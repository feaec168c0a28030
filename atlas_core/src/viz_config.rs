use std::{
    collections::BTreeMap,
    env, fs, io,
    path::{Path, PathBuf},
    sync::Arc,
};

use serde::Deserialize;
use thiserror::Error;

use atlas_data::{ConsumptionKind, HabitatForm, ProductionKind};

use crate::palette::{PaletteError, Rgb, ThresholdScale};

pub const BUILTIN_VIZ_CONFIG: &str = include_str!("data/viz_config.json");

/// Presentation settings: view framing, backdrop, palettes, threshold
/// tables and narrative panel texts.
#[derive(Debug, Clone, Default, Deserialize)]
#[serde(default)]
pub struct VizConfig {
    map: MapViewConfig,
    backdrop: BackdropConfig,
    opacity: OpacityConfig,
    colors: ColorConfig,
    thresholds: ThresholdConfig,
    panels: PanelConfig,
}

impl VizConfig {
    pub fn builtin() -> Arc<Self> {
        Arc::new(
            VizConfig::from_json_str(BUILTIN_VIZ_CONFIG)
                .expect("builtin viz config should parse"),
        )
    }

    pub fn from_json_str(json: &str) -> Result<Self, VizConfigError> {
        let config: VizConfig = serde_json::from_str(json)?;
        config.validate()?;
        Ok(config)
    }

    pub fn from_file(path: &Path) -> Result<Self, VizConfigError> {
        let contents = fs::read_to_string(path).map_err(|source| VizConfigError::Read {
            path: path.to_path_buf(),
            source,
        })?;
        VizConfig::from_json_str(&contents)
    }

    /// Checks every threshold table against its ramp so styling can
    /// later rely on well-formed scales.
    fn validate(&self) -> Result<(), VizConfigError> {
        for kind in ConsumptionKind::ALL {
            ThresholdScale::new(
                self.thresholds.consumption(kind).to_vec(),
                self.colors.consumption_ramp.clone(),
            )?;
        }
        for kind in ProductionKind::ALL {
            ThresholdScale::new(
                self.thresholds.production(kind).to_vec(),
                self.colors.production_ramp.clone(),
            )?;
        }
        ThresholdScale::new(
            self.thresholds.ratio_enr.clone(),
            self.colors.ratio_enr_ramp.clone(),
        )?;
        Ok(())
    }

    pub fn map(&self) -> &MapViewConfig {
        &self.map
    }

    pub fn backdrop(&self) -> &BackdropConfig {
        &self.backdrop
    }

    pub fn opacity(&self) -> &OpacityConfig {
        &self.opacity
    }

    pub fn colors(&self) -> &ColorConfig {
        &self.colors
    }

    pub fn thresholds(&self) -> &ThresholdConfig {
        &self.thresholds
    }

    pub fn panel(&self, id: &str) -> Option<&PanelText> {
        self.panels.entries.get(id)
    }

    pub fn consumption_scale(&self, kind: ConsumptionKind) -> Option<ThresholdScale> {
        ThresholdScale::new(
            self.thresholds.consumption(kind).to_vec(),
            self.colors.consumption_ramp.clone(),
        )
        .ok()
    }

    pub fn production_scale(&self, kind: ProductionKind) -> Option<ThresholdScale> {
        ThresholdScale::new(
            self.thresholds.production(kind).to_vec(),
            self.colors.production_ramp.clone(),
        )
        .ok()
    }

    pub fn ratio_enr_scale(&self) -> Option<ThresholdScale> {
        ThresholdScale::new(
            self.thresholds.ratio_enr.clone(),
            self.colors.ratio_enr_ramp.clone(),
        )
        .ok()
    }
}

#[derive(Debug, Error)]
pub enum VizConfigError {
    #[error("failed to parse viz config: {0}")]
    Parse(#[from] serde_json::Error),
    #[error("failed to read viz config from {path:?}: {source}")]
    Read {
        path: PathBuf,
        #[source]
        source: io::Error,
    },
    #[error("invalid viz config: {0}")]
    Validate(#[from] PaletteError),
}

/// Initial framing of the map view.
#[derive(Debug, Clone, Deserialize)]
#[serde(default)]
pub struct MapViewConfig {
    center: (f64, f64),
    zoom: u8,
    fit_bounds: bool,
}

impl MapViewConfig {
    /// (latitude, longitude) of the initial center.
    pub fn center(&self) -> (f64, f64) {
        self.center
    }

    pub fn zoom(&self) -> u8 {
        self.zoom
    }

    /// Whether to refit the view to the dataset bounds once loaded.
    pub fn fit_bounds(&self) -> bool {
        self.fit_bounds
    }
}

impl Default for MapViewConfig {
    fn default() -> Self {
        Self {
            center: (48.5, 6.0),
            zoom: 8,
            fit_bounds: true,
        }
    }
}

/// Basemap backdrop behind the choropleth. The tile URL is carried as
/// provenance; the terminal renderer only uses opacity and the
/// grayscale flag for its dimmed background field.
#[derive(Debug, Clone, Deserialize)]
#[serde(default)]
pub struct BackdropConfig {
    url: String,
    attribution: String,
    opacity: f64,
    grayscale: bool,
}

impl BackdropConfig {
    pub fn url(&self) -> &str {
        &self.url
    }

    pub fn attribution(&self) -> &str {
        &self.attribution
    }

    pub fn opacity(&self) -> f64 {
        self.opacity
    }

    pub fn grayscale(&self) -> bool {
        self.grayscale
    }
}

impl Default for BackdropConfig {
    fn default() -> Self {
        Self {
            url: "https://{s}.tile.openstreetmap.org/{z}/{x}/{y}.png".to_string(),
            attribution: "© OpenStreetMap".to_string(),
            opacity: 0.5,
            grayscale: true,
        }
    }
}

#[derive(Debug, Clone, Deserialize)]
#[serde(default)]
pub struct OpacityConfig {
    stroke: f64,
    fill: f64,
    lower: f64,
}

impl OpacityConfig {
    pub fn stroke(&self) -> f64 {
        self.stroke
    }

    pub fn fill(&self) -> f64 {
        self.fill
    }

    /// Muted fill used by the initial black map.
    pub fn lower(&self) -> f64 {
        self.lower
    }
}

impl Default for OpacityConfig {
    fn default() -> Self {
        Self {
            stroke: 0.5,
            fill: 0.5,
            lower: 0.3,
        }
    }
}

#[derive(Debug, Clone, Deserialize)]
#[serde(default)]
pub struct ColorConfig {
    default: Rgb,
    zone: BTreeMap<String, Rgb>,
    consumption_ramp: Vec<Rgb>,
    production_ramp: Vec<Rgb>,
    ratio_enr_ramp: Vec<Rgb>,
}

impl ColorConfig {
    pub fn default_color(&self) -> Rgb {
        self.default
    }

    /// Categorical zone color with the default fallback.
    pub fn zone_color(&self, form: &HabitatForm) -> Rgb {
        self.zone.get(form.label()).copied().unwrap_or(self.default)
    }

    pub fn consumption_ramp(&self) -> &[Rgb] {
        &self.consumption_ramp
    }

    pub fn production_ramp(&self) -> &[Rgb] {
        &self.production_ramp
    }

    pub fn ratio_enr_ramp(&self) -> &[Rgb] {
        &self.ratio_enr_ramp
    }
}

impl Default for ColorConfig {
    fn default() -> Self {
        let css = |raw: &str| Rgb::from_css(raw).expect("default palette color should parse");
        let mut zone = BTreeMap::new();
        zone.insert("Rural autonome".to_string(), css("lightgreen"));
        zone.insert("Rural périurbain".to_string(), css("lightslategray"));
        zone.insert("Urbain".to_string(), css("darkolivegreen"));
        Self {
            default: Rgb::BLACK,
            zone,
            consumption_ramp: vec![css("#edbb99"), css("#dc7633"), css("#a04000")],
            production_ramp: vec![
                css("antiquewhite"),
                css("lightsalmon"),
                css("sienna"),
                css("darkred"),
            ],
            ratio_enr_ramp: vec![
                css("#e8f6f3"),
                css("#a3e4d7"),
                css("#45b39d"),
                css("#229954"),
                css("#145a32"),
            ],
        }
    }
}

#[derive(Debug, Clone, Deserialize)]
#[serde(default)]
pub struct ThresholdConfig {
    consumption: ConsumptionThresholds,
    production: ProductionThresholds,
    ratio_enr: Vec<f64>,
}

impl ThresholdConfig {
    pub fn consumption(&self, kind: ConsumptionKind) -> &[f64] {
        match kind {
            ConsumptionKind::Total => &self.consumption.total,
            ConsumptionKind::PerCapita => &self.consumption.per_capita,
        }
    }

    pub fn production(&self, kind: ProductionKind) -> &[f64] {
        match kind {
            ProductionKind::Total => &self.production.total,
            ProductionKind::Bio => &self.production.bio,
            ProductionKind::Eolien => &self.production.eolien,
            ProductionKind::Geo => &self.production.geo,
            ProductionKind::Hydro => &self.production.hydro,
            ProductionKind::Solaire => &self.production.solaire,
            ProductionKind::Other => &self.production.other,
        }
    }

    pub fn ratio_enr(&self) -> &[f64] {
        &self.ratio_enr
    }
}

impl Default for ThresholdConfig {
    fn default() -> Self {
        Self {
            consumption: ConsumptionThresholds::default(),
            production: ProductionThresholds::default(),
            ratio_enr: vec![17.0, 23.0, 37.0, 100.0],
        }
    }
}

#[derive(Debug, Clone, Deserialize)]
#[serde(default)]
pub struct ConsumptionThresholds {
    total: Vec<f64>,
    per_capita: Vec<f64>,
}

impl Default for ConsumptionThresholds {
    fn default() -> Self {
        Self {
            total: vec![421_000.0, 665_000.0],
            per_capita: vec![14.0, 26.0],
        }
    }
}

#[derive(Debug, Clone, Deserialize)]
#[serde(default)]
pub struct ProductionThresholds {
    total: Vec<f64>,
    bio: Vec<f64>,
    eolien: Vec<f64>,
    geo: Vec<f64>,
    hydro: Vec<f64>,
    solaire: Vec<f64>,
    other: Vec<f64>,
}

impl Default for ProductionThresholds {
    fn default() -> Self {
        Self {
            total: vec![115_000.0, 175_000.0, 300_000.0],
            bio: vec![10.0, 9_904.0, 55_324.0],
            eolien: vec![10.0, 45_500.0, 55_077.0],
            geo: vec![15_300.0, 23_240.0, 36_170.0],
            hydro: vec![10.0, 45.0, 2_050.0],
            solaire: vec![1_960.0, 3_730.0, 8_155.0],
            other: vec![4_980.0, 79_350.0, 129_500.0],
        }
    }
}

/// Narrative text of one panel.
#[derive(Debug, Clone, PartialEq, Eq, Deserialize)]
pub struct PanelText {
    pub title: String,
    pub body: String,
}

#[derive(Debug, Clone, Deserialize)]
#[serde(transparent)]
pub struct PanelConfig {
    entries: BTreeMap<String, PanelText>,
}

impl Default for PanelConfig {
    fn default() -> Self {
        let mut entries = BTreeMap::new();
        let mut insert = |id: &str, title: &str, body: &str| {
            entries.insert(
                id.to_string(),
                PanelText {
                    title: title.to_string(),
                    body: body.to_string(),
                },
            );
        };
        insert(
            "intro",
            "Énergie en région",
            "Un tour guidé de la consommation et de la production d'énergie \
             des intercommunalités de la région, données 2022.",
        );
        insert(
            "presentation",
            "Types d'habitats",
            "Chaque EPCI est classé selon sa forme d'habitat : rural autonome, \
             rural périurbain ou urbain.",
        );
        insert(
            "transition",
            "Vers la consommation",
            "La carte s'éteint un instant avant de passer aux volumes d'énergie.",
        );
        insert(
            "population",
            "Population",
            "Les cercles représentent la part de chaque EPCI dans la population \
             régionale.",
        );
        insert(
            "heatmap",
            "Consommation 2022",
            "Consommation totale et par habitant, en MWh, par intercommunalité.",
        );
        insert(
            "ratioenr",
            "Part d'énergies renouvelables",
            "Ratio entre production renouvelable et consommation en 2022.",
        );
        insert(
            "production",
            "Production 2022",
            "Production d'énergie par filière, avec la prédiction totale 2025 \
             issue du modèle.",
        );
        Self { entries }
    }
}

#[derive(Debug, Clone)]
pub struct VizConfigMetadata {
    path: Option<PathBuf>,
}

impl VizConfigMetadata {
    pub fn new(path: Option<PathBuf>) -> Self {
        Self { path }
    }

    pub fn path(&self) -> Option<&Path> {
        self.path.as_deref()
    }
}

pub fn load_viz_config_from_env() -> (Arc<VizConfig>, VizConfigMetadata) {
    let override_path = env::var("ATLAS_VIZ_CONFIG_PATH").ok().map(PathBuf::from);

    if let Some(path) = override_path {
        match VizConfig::from_file(&path) {
            Ok(config) => {
                tracing::info!(
                    target: "energy_atlas::config",
                    path = %path.display(),
                    "viz_config.loaded=file"
                );
                return (Arc::new(config), VizConfigMetadata::new(Some(path)));
            }
            Err(err) => {
                tracing::warn!(
                    target: "energy_atlas::config",
                    path = %path.display(),
                    error = %err,
                    "viz_config.load_failed"
                );
            }
        }
    }

    let config = VizConfig::builtin();
    tracing::info!(
        target: "energy_atlas::config",
        "viz_config.loaded=builtin"
    );
    (config, VizConfigMetadata::new(None))
}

[WORK TASK]:
Write out each line above containing "zoom".

[ANSWER TO THIS EXERCISE]:
    zoom: u8,
    pub fn zoom(&self) -> u8 {
        self.zoom
            zoom: 8,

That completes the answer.